Image showing the migration route of one Bluefin Tuna over a two year period along with a woman tagging a tuna.
The migration route of one Bluefin Tuna over a two year period, and tagging a Southern Bluefin Tuna.

Source: Stanford University

Since May 2005 the University of Colorado's CCAR group has been supporting a Bluefin Tuna tagging program run by the New
Zealand Government's Ministry of Fisheries by providing a custom, high resolution subset of the CCAR mesoscale SSH data
product. The near real-time altimeter data aids the shipboard tag and release program in locating Bluefin Tuna habitats.
This program is part of New Zealand's international obligation as a member nation of the Convention for the Conservation
of Southern Bluefin Tuna (CCSBT).
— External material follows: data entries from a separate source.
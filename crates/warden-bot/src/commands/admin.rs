//! Admin commands - tokens, user management and traffic statistics.

use crate::commands::CommandHandler;
use crate::error::AppResult;
use crate::format::{escape_html, format_traffic};
use async_trait::async_trait;
use relay_ledger::{LedgerError, ReconciliationEngine, RegistrationAuthority};
use std::fmt::Write;
use std::sync::Arc;
use telegram_client::BotMessage;
use tracing::info;

pub struct TokenHandler {
    authority: Arc<RegistrationAuthority>,
}

impl TokenHandler {
    pub fn new(authority: Arc<RegistrationAuthority>) -> Self {
        Self { authority }
    }
}

#[async_trait]
impl CommandHandler for TokenHandler {
    fn trigger(&self) -> &str {
        "token"
    }

    fn admin_only(&self) -> bool {
        true
    }

    fn private_only(&self) -> bool {
        true
    }

    async fn execute(&self, message: &BotMessage) -> AppResult<String> {
        let token = self.authority.gen_token().await;
        info!("Admin {} created a registration token", message.user_id);
        Ok(format!(
            "token: <code>{}</code>\nThe new user sends <code>/register {}</code> to me.",
            token, token
        ))
    }
}

pub struct UsersHandler {
    engine: Arc<ReconciliationEngine>,
}

impl UsersHandler {
    pub fn new(engine: Arc<ReconciliationEngine>) -> Self {
        Self { engine }
    }
}

#[async_trait]
impl CommandHandler for UsersHandler {
    fn trigger(&self) -> &str {
        "users"
    }

    fn admin_only(&self) -> bool {
        true
    }

    fn private_only(&self) -> bool {
        true
    }

    async fn execute(&self, _message: &BotMessage) -> AppResult<String> {
        let identities = self.engine.identities().await?;
        if identities.is_empty() {
            return Ok("No users registered.".into());
        }

        let mut msg = String::from("<b>Users:</b>\n");
        for identity in &identities {
            let _ = writeln!(
                msg,
                "{}: <code>{}</code> ({} link(s))",
                escape_html(&identity.name),
                identity.external_id,
                identity.credential_ids.len()
            );
        }
        Ok(msg)
    }
}

pub struct DeleteUserHandler {
    engine: Arc<ReconciliationEngine>,
}

impl DeleteUserHandler {
    pub fn new(engine: Arc<ReconciliationEngine>) -> Self {
        Self { engine }
    }
}

#[async_trait]
impl CommandHandler for DeleteUserHandler {
    fn trigger(&self) -> &str {
        "deluser"
    }

    fn admin_only(&self) -> bool {
        true
    }

    fn private_only(&self) -> bool {
        true
    }

    async fn execute(&self, message: &BotMessage) -> AppResult<String> {
        let Ok(external_id) = message.args().parse::<i64>() else {
            return Ok("Usage: /deluser &lt;user id&gt;".into());
        };

        match self.engine.delete_identity(external_id).await {
            Ok(identity) => {
                info!("Admin {} deleted user {}", message.user_id, external_id);
                Ok(format!(
                    "Deleted {} (<code>{}</code>).",
                    escape_html(&identity.name),
                    external_id
                ))
            }
            Err(LedgerError::NotRegistered(_)) => {
                Ok(format!("No user with id <code>{}</code>.", external_id))
            }
            Err(e) => Err(e.into()),
        }
    }
}

pub struct TrafficHandler {
    engine: Arc<ReconciliationEngine>,
}

impl TrafficHandler {
    pub fn new(engine: Arc<ReconciliationEngine>) -> Self {
        Self { engine }
    }
}

#[async_trait]
impl CommandHandler for TrafficHandler {
    fn trigger(&self) -> &str {
        "traffic"
    }

    fn admin_only(&self) -> bool {
        true
    }

    fn private_only(&self) -> bool {
        true
    }

    async fn execute(&self, _message: &BotMessage) -> AppResult<String> {
        let mut inbounds = self.engine.inbound_traffic().await?;
        inbounds.sort_by(|a, b| b.traffic.downlink.cmp(&a.traffic.downlink));

        self.engine.reconcile().await?;
        let users = self.engine.leaderboard().await?;

        let mut msg = String::from("<b><u>Inbound traffic sorted by downlink</u></b>\n");
        for inbound in &inbounds {
            let _ = writeln!(
                msg,
                "{} {}",
                escape_html(&inbound.tag),
                format_traffic(&inbound.traffic)
            );
        }

        msg.push_str("\n<b><u>User traffic sorted by downlink</u></b>\n");
        for identity in &users {
            let _ = writeln!(
                msg,
                "{} {}",
                escape_html(&identity.name),
                format_traffic(&identity.traffic)
            );
        }
        Ok(msg)
    }
}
The "archival" tags are placed inside the belly of the captured fish through a small
incision. While active, the computer chip records the fish's global movement, water temperature range, depth of water
traveled in and, when recaptured, its growth rate. The tags are satellite monitored and will help to provide a much
better picture of the behavior and migration patterns of these fish. As the tagging program moves to new areas CCAR
will update the regional data subset. Altimeter data will also be used throughout the study to better understand the
relationship between sea surface height and the distribution and migration of the Bluefin Tuna.

This is one of the many societal benefits of ocean altimetry data.